- REQUIRED ACTION
Please set down word for word every line from the one holding "pub fn migration(message: impl" to the end of the data below, both included.

Stored data
>>>

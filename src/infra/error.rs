use thiserror::Error;

#[derive(Debug, Error)]
pub enum InfraError {
    #[error("io error: {0}")]
    Io(#[from] std::io::Error),
    #[error("database error: {message}")]
    Database { message: String },
    #[error("database migration failed: {message}")]
    Migration { message: String },
    #[error("telemetry initialization failed: {0}")]
    Telemetry(String),
    #[error("configuration error: {message}")]
    Configuration { message: String },
}

impl InfraError {
    pub fn database(message: impl Into<String>) -> Self {
        Self::Database {
            message: message.into(),
        }
    }

    pub fn migration(message: impl Into<String>) -> Self {
        Self::Migration {
            message: message.into(),
        }
    }

    pub fn configuration(message: impl Into<String>) -> Self {
        Self::Configuration {
            message: message.into(),
        }
    }

    pub fn telemetry(message: impl Into<String>) -> Self {
        Self::Telemetry(message.into())
    }
}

<<<

- ANSWER SPACE
    pub fn migration(message: impl Into<String>) -> Self {
        Self::Migration {
            message: message.into(),
        }
    }

    pub fn configuration(message: impl Into<String>) -> Self {
        Self::Configuration {
            message: message.into(),
        }
    }

    pub fn telemetry(message: impl Into<String>) -> Self {
        Self::Telemetry(message.into())
    }
}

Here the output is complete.